Her trauma gets better with time even though she is still struggling on acowar and obviously it’s not every second or she wouldn’t have spent so much time with Lucien and been fine with his red hair all times except once when surprised
Thanks for the anon! You bring up some good points, but I still have to complain haha.
My issue is that she is not just triggered at Lucien's red hair. She is also triggered by red paint and red rose petals....and then never again. Red carpet at Rhys' just a few pages after she gets 'saved' from the spring court? Whatever. Cassian's red syphons? Nothing. That's bad writing, in my opinion. Either the dang color red reminds her of blood and triggers her, or it doesn't, but how it is almost immediately forgotten - that's just inconsistent (it would be definitely much more meaningful, if it slowly improved). Honestly I don't really remember her having any hangups in Acowar at all. And neither has Rhys. He gets like what, one nightmare and one sex position hangup? I was really disappointed that it just....went over so quickly. Maybe that's why I latch onto Tamlin? At least his issues aren't gone after a book.
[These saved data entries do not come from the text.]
use core::sync::atomic::{AtomicBool, Ordering};
#[cfg(any(test, feature = "test-util"))]
use std::sync::Arc;

use spin::Once;
use tracing::debug;

use crate::config::DebugOptions;
use crate::error::{Error, Result, halt};
#[cfg(any(test, feature = "test-util"))]
use crate::fake::FakePlatform;
use crate::interception::{self, HookBinding, InterceptionRegistry};
use crate::pal::{Platform, PlatformFacade};
use crate::{
    DEFAULT_POOL_CAPACITY, EntryPoint, HostingService, HybridDecision, IdentifierPool,
    ProcessorIdentifier, Provider, Registrar, Registration, RegistrationOutcome, TopologyCounts,
    VERSION, VERSION_PROPERTY,
};

/// What a call to [`TopologySync::probe()`] did.
#[derive(Clone, Copy, Debug, Eq, PartialEq)]
#[non_exhaustive]
pub enum ProbeOutcome {
    /// The probe was not for processor 0, so it was ignored.
    NotBootProcessor,

    /// An earlier probe already classified the topology.
    AlreadyProbed,

    /// The counters describe a topology that needs no correction. Nothing was installed.
    Inert(TopologyCounts),

    /// The counters describe a hybrid topology and the registration interceptor is installed.
    Active(HybridDecision),
}

impl ProbeOutcome {
    /// Whether this probe activated topology correction. The hosting service should only claim
    /// the provider if so.
    #[must_use]
    pub const fn is_active(&self) -> bool {
        matches!(self, Self::Active(_))
    }
}

/// Topology correction state for one boot session.
///
/// The host drives it through two entry points:
///
/// 1. [`probe()`][Self::probe] from the hosting service's probe callback, once per candidate
///    processor. The first probe for processor 0 reads the core/thread counters and, if the
///    processor is hybrid, routes the kernel's registration routine through an interceptor.
/// 2. [`intercept()`][Self::intercept] from that interceptor, once per processor
///    registration. It forwards the registration and, once the running processor count has
///    passed the start of the efficiency cores, registers a disabled sibling thread for each
///    qualifying registration so the processor count matches the ACPI topology table.
///
/// Both run inside the kernel's serialized processor bring-up, so nothing here blocks. The
/// value must not move once an identifier has been handed out, which is why it is normally
/// kept in a `static`.
#[derive(Debug)]
pub struct TopologySync<const POOL_CAPACITY: usize = DEFAULT_POOL_CAPACITY> {
    pal: PlatformFacade,

    // One-shot gate, set by the first probe of processor 0.
    probed: AtomicBool,

    debug_options: Once<DebugOptions>,
    counts: Once<TopologyCounts>,
    decision: Once<HybridDecision>,
    binding: Once<HookBinding>,

    pool: IdentifierPool<POOL_CAPACITY>,

    // Set while a synthetic sibling is being registered.
    appending_sibling: AtomicBool,
}

impl<const POOL_CAPACITY: usize> TopologySync<POOL_CAPACITY> {
    /// Creates the state for a new boot session on the build target platform.
    #[must_use]
    pub const fn new() -> Self {
        Self::with_platform(PlatformFacade::target())
    }

    /// Creates the state for a boot session on a fake platform.
    #[cfg(any(test, feature = "test-util"))]
    #[must_use]
    pub fn fake(platform: Arc<FakePlatform>) -> Self {
        Self::with_platform(PlatformFacade::Fake(platform))
    }

    pub(crate) const fn with_platform(pal: PlatformFacade) -> Self {
        Self {
            pal,
            probed: AtomicBool::new(false),
            debug_options: Once::new(),
            counts: Once::new(),
            decision: Once::new(),
            binding: Once::new(),
            pool: IdentifierPool::new(),
            appending_sibling: AtomicBool::new(false),
        }
    }

    /// Handles a probe of the hosting service for one candidate processor.
    ///
    /// Only the first probe for processor 0 does anything. It classifies the counters and, for a
    /// hybrid topology, routes the registration routine through `interceptor` and publishes
    /// [`VERSION`] as the [`VERSION_PROPERTY`] of `service`.
    ///
    /// # Panics
    ///
    /// Halts if the topology needs correction but the interceptor cannot be installed. Booting
    /// on would leave the processor count permanently inconsistent.
    pub fn probe(
        &self,
        provider: &impl Provider,
        service: &impl HostingService,
        registry: &impl InterceptionRegistry,
        interceptor: EntryPoint,
    ) -> ProbeOutcome {
        self.try_probe(provider, service, registry, interceptor)
            .unwrap_or_else(|error| halt(&error))
    }

    pub(crate) fn try_probe(
        &self,
        provider: &impl Provider,
        service: &impl HostingService,
        registry: &impl InterceptionRegistry,
        interceptor: EntryPoint,
    ) -> Result<ProbeOutcome> {
        if provider.processor_index() != Some(0) {
            return Ok(ProbeOutcome::NotBootProcessor);
        }

        if self.probed.swap(true, Ordering::AcqRel) {
            return Ok(ProbeOutcome::AlreadyProbed);
        }

        let options = *self.debug_options.call_once(|| {
            DebugOptions::from_boot_args(self.pal.boot_args().unwrap_or_default())
        });

        debug!(
            verbose = options.is_verbose(),
            print_delay_micros = options.print_delay_micros(),
            "parsed debug options"
        );

        let counts = *self.counts.call_once(|| {
            TopologyCounts::from_register_value(self.pal.read_core_thread_count())
        });

        debug!(
            thread_count = counts.thread_count(),
            core_count = counts.core_count(),
            "read core and thread counts"
        );

        let Some(decision) = HybridDecision::classify(counts) else {
            debug!("topology needs no correction");
            return Ok(ProbeOutcome::Inert(counts));
        };

        debug!(
            efficient_core_count = decision.efficient_core_count(),
            efficient_core_start = decision.efficient_core_start(),
            "hybrid topology needs correction"
        );

        self.decision.call_once(|| decision);

        let target = self
            .pal
            .registration_entry_point()
            .ok_or(Error::EntryPointUnresolved)?;

        let binding = interception::install(registry, target, interceptor)?;
        self.binding.call_once(|| binding);

        service.set_property(VERSION_PROPERTY, VERSION);

        Ok(ProbeOutcome::Active(decision))
    }

    /// Handles one call of the routed registration routine.
    ///
    /// The registration is always forwarded to `original` unchanged and its outcome is what we
    /// return. If the registration succeeded, is not a start request and the running processor
    /// count is past the start of the efficiency cores, the sibling thread (next controller ID)
    /// is additionally registered through `original` with a fresh synthetic identifier, as
    /// neither boot processor nor started. The caller never sees that second registration.
    ///
    /// # Panics
    ///
    /// Halts if a sibling registration fails, if the identifier pool is exhausted or if the
    /// controller ID has no successor. Any of these means the topology is not what we expect.
    pub fn intercept(
        &self,
        original: &impl Registrar,
        registration: Registration,
    ) -> RegistrationOutcome {
        let outcome = original.register(registration);

        debug!(
            controller_id = registration.controller_id(),
            start = registration.is_start(),
            status = %outcome.status(),
            "forwarded processor registration"
        );

        if let Err(error) = self.append_sibling(original, registration, outcome) {
            halt(&error);
        }

        outcome
    }

    /// Registers the synthetic sibling of `registration` if it qualifies, returning the
    /// identifier used.
    pub(crate) fn append_sibling(
        &self,
        original: &impl Registrar,
        registration: Registration,
        outcome: RegistrationOutcome,
    ) -> Result<Option<ProcessorIdentifier>> {
        // A sibling registration that is routed back to us must not append a sibling of its own.
        if self.appending_sibling.load(Ordering::Acquire) {
            return Ok(None);
        }

        let Some(decision) = self.decision.get() else {
            return Ok(None);
        };

        if !outcome.status().is_success() || registration.is_start() {
            return Ok(None);
        }

        let running = self.pal.running_processor_count();

        if running <= decision.efficient_core_start() {
            return Ok(None);
        }

        let pending = self.pool.claim()?;

        let sibling =
            registration
                .sibling(pending.identifier())
                .ok_or(Error::ControllerIdOverflow {
                    controller_id: registration.controller_id(),
                })?;

        debug!(
            controller_id = sibling.controller_id(),
            running, "registering synthetic sibling"
        );

        self.appending_sibling.store(true, Ordering::Release);
        let sibling_outcome = original.register(sibling);
        self.appending_sibling.store(false, Ordering::Release);

        if !sibling_outcome.status().is_success() {
            return Err(Error::SyntheticRegistrationFailed {
                controller_id: sibling.controller_id(),
                status: sibling_outcome.status(),
            });
        }

        Ok(Some(pending.commit()))
    }

    /// Debug options parsed by the first probe, if it has happened.
    #[must_use]
    pub fn debug_options(&self) -> Option<DebugOptions> {
        self.debug_options.get().copied()
    }

    /// Counters read by the first probe, if it has happened.
    #[must_use]
    pub fn topology_counts(&self) -> Option<TopologyCounts> {
        self.counts.get().copied()
    }

    /// The hybrid topology classification, if the counters called for correction.
    #[must_use]
    pub fn decision(&self) -> Option<HybridDecision> {
        self.decision.get().copied()
    }

    /// The installed redirection of the registration routine, if correction is active.
    #[must_use]
    pub fn hook_binding(&self) -> Option<HookBinding> {
        self.binding.get().copied()
    }

    /// The identifiers reserved for synthetic registrations.
    #[must_use]
    pub fn identifier_pool(&self) -> &IdentifierPool<POOL_CAPACITY> {
        &self.pool
    }

    /// Whether `identifier` belongs to a synthetic registration made by this session.
    #[must_use]
    pub fn is_synthetic(&self, identifier: ProcessorIdentifier) -> bool {
        self.pool.contains(identifier)
    }
}

impl<const POOL_CAPACITY: usize> Default for TopologySync<POOL_CAPACITY> {
    fn default() -> Self {
        Self::new()
    }
}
They even get worse as he doesn't seek help. It's just more compelling to me.
My biggest beef in this regard is that Feyre gets triggered getting locked in, but the first time she gets taken by Rhysand and HE locks her in a room, she's totally fine, despite being actually low key scared of him at that point still and him not taking her home despite her asking him to. It just makes no sense, even with the added wing scene (which I did not remember, so thanks for that). I get that in the Tamlin version she is hysterical (for lack of better term) so it ends in a panic attack, but still.
There's also the part of how she has all these freak outs in the spring court while she is totally able to just literally re-enact her UTM experience in hewn city. Did that not bother you? Yes Rhys calms her and shit, but I couldn't help but eyeroll at that.
In the end I think it's just very manipulative writing to prime you on Rhys good, Tam bad. Spring Court lame, Night Court awesome. When SJM wants something to happen in the plot, it will happen, no matter if it makes sense. Be it the Tamlin-Rhys switcheroo, the UTM sexy scene, the pregnancy plotline, what have you. It's why every new book retcons something from the previous ones.
Personally, I can float with that and accept the silliness of it all quite well. But in consequence it also means I do not take the trauma plot as serious as some and I really do not care whether or not Tamlin is abusive and so on....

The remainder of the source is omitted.